International career
- 2012: Spain U19 / 1 / (0)

= Sergio Ayala =

Spanish footballer (born 1993)

Sergio Ayala López (born 19 March 1993) is a Spanish footballer who plays as a centre-back for Cornellà.

== Club career ==
Born in Sant Feliu de Llobregat, Barcelona, Catalonia, Ayala joined FC Barcelona's youth academy at the age of 7 in 2000. After being an undisputed starter of the Juvenil A during the 2011–12 season, he was promoted to the B-team on 18 June 2012, and signed a contract until 2015.
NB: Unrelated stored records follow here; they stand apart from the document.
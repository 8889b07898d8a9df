//! Wire-format encoders for the FNE peer protocol
//!
//! Every outbound datagram is a 32-byte outer transport header followed by a
//! protocol payload:
//!
//! ```text
//! ┌──────────────┬──────────────────┬─────────────────────────┐
//! │ RTP (12)     │ Extension (4+16) │ Payload (LDU1/LDU2/TDU) │
//! └──────────────┴──────────────────┴─────────────────────────┘
//! ```
//!
//! The extension data carries a CRC-16/CCITT of everything after the header,
//! the function/sub-function pair, the stream id, the peer id, and the
//! payload length. Voice payloads start with a 24-byte P25 message header
//! (`"P25D"` + addressing + DUID) and place nine IMBE subframes at fixed
//! offsets.
//!
//! All builders are pure over their inputs plus a [`TxCounters`] pair the
//! session lends under its send mutex; nothing here touches a socket.

use super::constants::*;

/// Nine 11-byte IMBE voice frames, one logical data unit's worth
pub type VoiceGroup = [[u8; IMBE_FRAME_LEN]; 9];

/// RTP sequence/timestamp pair, owned by the session and mutated only by
/// [`build_transport_header`]
#[derive(Debug, Clone, Copy)]
pub struct TxCounters {
    pub seq: u16,
    pub ts: u32,
}

impl TxCounters {
    pub const fn new() -> Self {
        Self { seq: 0, ts: 0 }
    }
}

impl Default for TxCounters {
    fn default() -> Self {
        Self::new()
    }
}

/// CRC-16/CCITT-FALSE: polynomial 0x1021, initial 0xFFFF, no reflection,
/// no final XOR
pub fn crc16_ccitt(data: &[u8]) -> u16 {
    let mut crc: u16 = 0xFFFF;
    for &byte in data {
        crc ^= (byte as u16) << 8;
        for _ in 0..8 {
            if crc & 0x8000 != 0 {
                crc = (crc << 1) ^ 0x1021;
            } else {
                crc <<= 1;
            }
        }
    }
    crc
}

/// Build the 32-byte outer transport header
///
/// Sequence policy: an end-of-call frame carries the literal `0xFFFF` and
/// leaves the counter untouched; any other frame writes the current counter
/// and post-increments it (wrapping). The timestamp advances by 160 on every
/// build, so the first frame of a session carries `ts = 160`.
pub fn build_transport_header(
    counters: &mut TxCounters,
    func: u8,
    sub_func: u8,
    stream_id: u32,
    peer_id: u32,
    payload_len: u32,
    end_of_call: bool,
) -> [u8; DVM_HEADER_LEN] {
    let mut buf = [0u8; DVM_HEADER_LEN];

    // RTP header (12 bytes): V=2, P=0, X=1, CC=0
    buf[0] = 0x90;
    buf[1] = RTP_PAYLOAD_TYPE;

    let seq = if end_of_call {
        RTP_END_OF_CALL_SEQ
    } else {
        let s = counters.seq;
        counters.seq = counters.seq.wrapping_add(1);
        s
    };
    buf[2..4].copy_from_slice(&seq.to_be_bytes());

    counters.ts = counters.ts.wrapping_add(RTP_TIMESTAMP_STEP);
    buf[4..8].copy_from_slice(&counters.ts.to_be_bytes());

    // SSRC carries the peer id
    buf[8..12].copy_from_slice(&peer_id.to_be_bytes());

    // RFC 3550 extension preamble: frame marker + length of 4 words
    buf[12] = 0x00;
    buf[13] = DVM_FRAME_START;
    buf[14] = 0x00;
    buf[15] = 0x04;

    // Bytes 16-17: CRC-16 placeholder, filled by insert_crc once the
    // payload is in place
    buf[18] = func;
    buf[19] = sub_func;
    buf[20..24].copy_from_slice(&stream_id.to_be_bytes());
    buf[24..28].copy_from_slice(&peer_id.to_be_bytes());
    buf[28..32].copy_from_slice(&payload_len.to_be_bytes());

    buf
}

/// Compute the CRC over everything after the outer header and store it at
/// offsets 16-17
pub fn insert_crc(frame: &mut [u8]) {
    let crc = crc16_ccitt(&frame[DVM_HEADER_LEN..]);
    frame[16..18].copy_from_slice(&crc.to_be_bytes());
}

/// Write the 24-byte P25 message header into the front of `buf`
fn write_message_header(
    buf: &mut [u8],
    duid: u8,
    src_id: u32,
    dst_id: u32,
    wacn: u32,
    system_id: u16,
    count: u8,
) {
    buf[0..4].copy_from_slice(b"P25D");

    // LCO 0x00 = group voice channel user; TDU termination overrides this
    buf[4] = P25_LCO_GROUP_VOICE;

    // Source and destination ids, 24-bit big-endian
    buf[5..8].copy_from_slice(&src_id.to_be_bytes()[1..]);
    buf[8..11].copy_from_slice(&dst_id.to_be_bytes()[1..]);

    buf[11..13].copy_from_slice(&system_id.to_be_bytes());

    // Reserved, control, manufacturer id
    buf[13] = 0x00;
    buf[14] = 0x00;
    buf[15] = 0x00;

    // WACN, 24-bit big-endian
    buf[16..19].copy_from_slice(&wacn.to_be_bytes()[1..]);

    // Reserved + two low-speed-data bytes
    buf[19] = 0x00;
    buf[20] = 0x00;
    buf[21] = 0x00;

    buf[22] = duid;
    buf[23] = count;
}

/// Encode link control for LDU1 subframes
///
/// Full compliance would be Reed-Solomon (24,12,13); this places the nine LC
/// bytes (LCO, MFID, service options, destination, source) in positions 0-8
/// and zero parity in 9-23. A real RS codec can replace the body without
/// changing the interface.
pub fn encode_link_control(src_id: u32, dst_id: u32) -> [u8; 24] {
    let mut lc = [0u8; 24];
    lc[0] = P25_LCO_GROUP_VOICE;
    lc[1] = 0x00; // MFID
    lc[2] = 0x00; // Service options
    lc[3..6].copy_from_slice(&dst_id.to_be_bytes()[1..]);
    lc[6..9].copy_from_slice(&src_id.to_be_bytes()[1..]);
    lc
}

/// Build a 201-byte LDU1 payload from nine IMBE frames
///
/// Subframe tags run 0x62-0x6A. Voice 1 carries LC bytes 0-4, voices 3-8
/// carry LC bytes 5-22 in triples, voice 9 carries the LSD pair. The trailer
/// at 180-181 flags a new call (`01 80`: header valid + unencrypted
/// algorithm) on the first LDU1 only.
pub fn build_ldu1(
    voice: &VoiceGroup,
    src_id: u32,
    dst_id: u32,
    wacn: u32,
    system_id: u16,
    first_ldu: bool,
) -> [u8; P25_LDU1_LEN] {
    let mut buf = [0u8; P25_LDU1_LEN];
    write_message_header(&mut buf, P25_DUID_LDU1, src_id, dst_id, wacn, system_id, 0xB2);

    let lc = encode_link_control(src_id, dst_id);

    // Voice 1: tag + LC bytes 0-4 + IMBE
    buf[24] = 0x62;
    buf[25..30].copy_from_slice(&lc[0..5]);
    buf[34..45].copy_from_slice(&voice[0]);

    // Voice 2: tag + IMBE only
    buf[46] = 0x63;
    buf[47..58].copy_from_slice(&voice[1]);

    // Voices 3-8: tag + three LC bytes + IMBE
    for (i, &off) in [60usize, 77, 94, 111, 128, 145].iter().enumerate() {
        buf[off] = 0x64 + i as u8;
        let lc_base = 5 + i * 3;
        buf[off + 1..off + 4].copy_from_slice(&lc[lc_base..lc_base + 3]);
        buf[off + 5..off + 16].copy_from_slice(&voice[i + 2]);
    }

    // Voice 9: tag + LSD pair (zero) + IMBE
    buf[162] = 0x6A;
    buf[166..177].copy_from_slice(&voice[8]);

    if first_ldu {
        buf[180] = 0x01; // Header valid - signals new call
        buf[181] = 0x80; // Algorithm id (0x80 = unencrypted)
    }

    buf
}

/// Build a 189-byte LDU2 payload from nine IMBE frames
///
/// Same subframe geometry as LDU1 with tags 0x6B-0x73. Link control is
/// replaced by encryption sync: zero message indicator, algorithm id 0x80
/// (unencrypted) with zero key id at voice 5, and the fixed RS parity for an
/// all-zero unencrypted ESS at voices 6 and 7.
pub fn build_ldu2(
    voice: &VoiceGroup,
    src_id: u32,
    dst_id: u32,
    wacn: u32,
    system_id: u16,
) -> [u8; P25_LDU2_LEN] {
    let mut buf = [0u8; P25_LDU2_LEN];
    write_message_header(&mut buf, P25_DUID_LDU2, src_id, dst_id, wacn, system_id, 0xB2);

    // Voice 1: tag + MI bytes (zero for unencrypted) + IMBE
    buf[24] = 0x6B;
    buf[34..45].copy_from_slice(&voice[0]);

    // Voice 2: tag + IMBE only
    buf[46] = 0x6C;
    buf[47..58].copy_from_slice(&voice[1]);

    // Voices 3-8: tag + encryption-sync bytes + IMBE
    for (i, &off) in [60usize, 77, 94, 111, 128, 145].iter().enumerate() {
        buf[off] = 0x6D + i as u8;
        buf[off + 5..off + 16].copy_from_slice(&voice[i + 2]);
    }

    // Voice 5: algorithm id + key id (unencrypted, key 0)
    buf[112] = 0x80;

    // Voices 6-7: RS parity for an all-zero unencrypted ESS
    buf[129..132].copy_from_slice(&[0xAC, 0xB8, 0xA4]);
    buf[146..149].copy_from_slice(&[0x9B, 0xDC, 0x75]);

    // Voice 9: tag + LSD pair (zero) + IMBE
    buf[162] = 0x73;
    buf[166..177].copy_from_slice(&voice[8]);

    buf
}

/// Build a 24-byte TDU payload
///
/// A grant-demand TDU sets the control flag so the FNE announces a channel
/// grant; a terminating TDU carries the call-termination LCO instead.
pub fn build_tdu(
    src_id: u32,
    dst_id: u32,
    wacn: u32,
    system_id: u16,
    grant_demand: bool,
) -> [u8; P25_TDU_LEN] {
    let mut buf = [0u8; P25_TDU_LEN];
    write_message_header(
        &mut buf,
        P25_DUID_TDU,
        src_id,
        dst_id,
        wacn,
        system_id,
        P25_TDU_LEN as u8,
    );

    if grant_demand {
        buf[14] = NET_CTRL_GRANT_DEMAND;
    } else {
        buf[4] = P25_LCO_CALL_TERM;
    }

    buf
}
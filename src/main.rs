//! Gateway daemon entry point

use clap::Parser;
use op25_gateway::app::GatewayApp;
use op25_gateway::config::{Config, LogConfig};

#[derive(Parser, Debug)]
#[command(
    name = "op25-gateway",
    version,
    about = "OP25 to DVMProject FNE voice traffic gateway"
)]
struct Args {
    /// Configuration file
    #[arg(short = 'c', long = "config", value_name = "FILE", default_value = "config.yml")]
    config: String,

    /// Extra arguments are accepted and ignored
    #[arg(trailing_var_arg = true, allow_hyphen_values = true, hide = true)]
    #[allow(dead_code)]
    ignored: Vec<String>,
}

/// Initialize the global log sink from configuration
///
/// An unusable log file falls back to stderr rather than aborting startup.
fn init_logging(config: &LogConfig) {
    let mut builder = env_logger::Builder::from_env(
        env_logger::Env::default().default_filter_or(config.level.clone()),
    );

    if !config.file.is_empty() {
        match std::fs::OpenOptions::new()
            .create(true)
            .append(true)
            .open(&config.file)
        {
            Ok(file) => {
                builder.target(env_logger::Target::Pipe(Box::new(file)));
            }
            Err(e) => {
                eprintln!("Cannot open log file {}: {}; logging to stderr", config.file, e);
            }
        }
    }

    builder.init();
}

fn main() {
    let args = Args::parse();

    let config = match Config::load(&args.config) {
        Ok(config) => config,
        Err(e) => {
            eprintln!("{}; using default configuration", e);
            Config::default()
        }
    };

    init_logging(&config.log);

    log::info!(
        "OP25 Gateway v{} starting (config: {})",
        env!("CARGO_PKG_VERSION"),
        args.config
    );

    let mut app = GatewayApp::new(&config);
    if let Err(e) = app.run() {
        eprintln!("Fatal: {}", e);
        std::process::exit(1);
    }
}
On 21 August 2012, Ayala joined Deportivo Alavés on loan for the 2012–13 season. On 21 August 2013, he moved to Valencia Mestalla on loan. After featuring 33 times for the side, he signed permanently with the club on 14 July 2014. On 20 September 2015, he scored his first goal for the club in a 2–3 defeat against UE Cornellà.

On 25 July 2017, Ayala moved abroad for the first time, signing for Belgian club Sint-Truidense V.V. on a one-year contract. On 13 July 2018, he returned to Spain and joined FC Cartagena for the upcoming season.